Calgary through the eyes of writers
In the summer of 1993, Paris-based, Calgary-born novelist Nancy Huston returns to her hometown. She's been away for 25 years, and is about to see her first Alberta novel, Plainsong, published. On Stampede parade day, she and her young family head downtown. After the first band marches past, Huston bursts into tears. As a girl, she dreamed of being in such a marching band, wearing a short pleated skirt and twirling a baton. In an instant, she pulls herself together. “Roland Barthes, I tell myself (using French theory to protect myself from Albertan emotion), could have written a ‘mythology’ about this strange event.”

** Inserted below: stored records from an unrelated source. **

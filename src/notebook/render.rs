//! Markdown rendering of requests and responses for cell outputs.

use crate::executor::format_duration_ms;
use crate::history::is_sensitive_header;
use crate::models::{ExecutionResult, ParsedRequest, ResponseData};
use crate::secrets::{is_masked, mask_value};
use indexmap::IndexMap;
use serde_json::{json, Value};

/// Characters of a sensitive header value shown in rendered output.
const RENDER_VISIBLE_CHARS: usize = 4;

/// Pretty-prints a body when it is JSON.
///
/// Returns the code fence language and the text to show.
pub fn pretty_body(body: &str) -> (&'static str, String) {
    match serde_json::from_str::<Value>(body) {
        Ok(value) => (
            "json",
            serde_json::to_string_pretty(&value).unwrap_or_else(|_| body.to_string()),
        ),
        Err(_) => ("text", body.to_string()),
    }
}

/// Renders headers as a markdown list, masking sensitive values.
pub fn render_headers(headers: &IndexMap<String, String>) -> String {
    headers
        .iter()
        .map(|(name, value)| format!("- `{}`: `{}`", name, display_header_value(name, value)))
        .collect::<Vec<_>>()
        .join("\n")
}

fn display_header_value(name: &str, value: &str) -> String {
    if is_sensitive_header(name) && !is_masked(value) {
        mask_value(value, RENDER_VISIBLE_CHARS)
    } else {
        value.to_string()
    }
}

/// Renders the request block of an HTTP cell.
pub fn render_request_details(request: &ParsedRequest) -> String {
    let mut out = format!("### Request\n\n`{} {}`\n", request.method, request.url);

    if !request.headers.is_empty() {
        out.push_str("\n**Headers**\n\n");
        out.push_str(&render_headers(&request.headers));
        out.push('\n');
    }

    if let Some(body) = request.body.as_deref().filter(|b| !b.is_empty()) {
        let (language, text) = pretty_body(body);
        out.push_str(&format!("\n**Body**\n\n```{}\n{}\n```\n", language, text));
    }

    out
}

/// Renders the response block of an HTTP cell.
pub fn render_response(result: &ExecutionResult) -> String {
    let mut out = format!(
        "### Response\n\n**Status:** {} | **Time:** {}\n",
        result.status_line(),
        format_duration_ms(result.duration_ms())
    );

    if let Some(error) = &result.error {
        out.push_str(&format!("\n**Error:** {}\n", error));
    }

    if !result.headers.is_empty() {
        out.push_str("\n<details>\n<summary>Headers</summary>\n\n");
        out.push_str(&render_headers(&result.headers));
        out.push_str("\n\n</details>\n");
    }

    match &result.data {
        Some(ResponseData::Json(value)) => {
            let text = serde_json::to_string_pretty(value).unwrap_or_else(|_| value.to_string());
            out.push_str(&format!("\n```json\n{}\n```\n", text));
        }
        Some(ResponseData::Text(text)) if !text.is_empty() => {
            let (language, text) = pretty_body(text);
            out.push_str(&format!("\n```{}\n{}\n```\n", language, text));
        }
        Some(data @ ResponseData::Binary { .. }) => {
            out.push_str(&format!("\n_{}_\n", data.to_display_string()));
        }
        _ => {}
    }

    out
}

/// Structured output for downstream tooling.
///
/// Sensitive request header values are masked.
pub fn structured_output(request: &ParsedRequest, result: &ExecutionResult) -> Value {
    let headers: IndexMap<String, String> = request
        .headers
        .iter()
        .map(|(name, value)| (name.clone(), display_header_value(name, value)))
        .collect();

    json!({
        "request": {
            "method": request.method.as_str(),
            "url": request.url,
            "headers": headers,
            "body": request.body,
        },
        "response": result,
    })
}
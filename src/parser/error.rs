//! Error types for request parsing.

use thiserror::Error;

/// Errors raised when request text has no usable request line.
///
/// Each variant carries enough context for the user to find the offending
/// line in the cell or document.
#[derive(Debug, Clone, PartialEq, Eq, Error)]
pub enum FormatError {
    /// The text contains no line that could be a request line.
    #[error("No request line found. Expected a line such as 'GET https://api.example.com/users'")]
    NoRequestLine,

    /// The request line starts with a method outside the whitelist.
    #[error("Invalid HTTP method '{method}' at line {line}. Expected one of: GET, POST, PUT, DELETE, PATCH, HEAD, OPTIONS, TRACE")]
    InvalidMethod {
        /// The method token as written
        method: String,
        /// Line number in the source text (1-based)
        line: usize,
    },

    /// The request line has a method but no URL.
    #[error("Missing URL in request line '{content}' at line {line}. Expected format: 'METHOD URL'")]
    MissingUrl {
        /// The request line as written
        content: String,
        /// Line number in the source text (1-based)
        line: usize,
    },

    /// The URL did not parse as an absolute URL.
    #[error("Invalid URL '{url}' at line {line}: {reason}")]
    InvalidUrl {
        /// The URL after variable substitution
        url: String,
        /// Line number in the source text (1-based)
        line: usize,
        /// Why the URL was rejected
        reason: String,
    },
}

impl FormatError {
    /// Returns the line number associated with this error, if any.
    pub fn line(&self) -> Option<usize> {
        match self {
            FormatError::NoRequestLine => None,
            FormatError::InvalidMethod { line, .. }
            | FormatError::MissingUrl { line, .. }
            | FormatError::InvalidUrl { line, .. } => Some(*line),
        }
    }
}
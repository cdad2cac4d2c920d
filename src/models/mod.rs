//! Data models for parsed requests and execution results.
//!
//! These types are shared by the parser, the executor, the notebook controller
//! and the group executor.

pub mod request;
pub mod response;

pub use request::{insert_header, HttpMethod, ParsedRequest};
pub use response::{ExecutionResult, ResponseData, Timing};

What unfolds before our eyes for a full three hours, in the freezing rain, is a succession of bands and floats celebrating every ethnic group in this province’s population: Indians of all tribes, proudly decked out in their traditional costumes (“You see, Daddy?” says Sasha. “You told me Indians didn’t wear feathers any more, but you were wrong!”), Ukrainians, Irish, Hungarians, Dutch, Scots, Germans – and the one and only message conveyed to the enthusiastic audience is: “We are here.” On the spectators’ side, the one and only response to this message is the cry of “yahoo!” endlessly reiterated… “Yahoo!” As far as I can tell, this word is my city’s one distinctive contribution to the history of humanity.
Nancy Huston, “A Bucking Nightmare,” Saturday Night (June 1997)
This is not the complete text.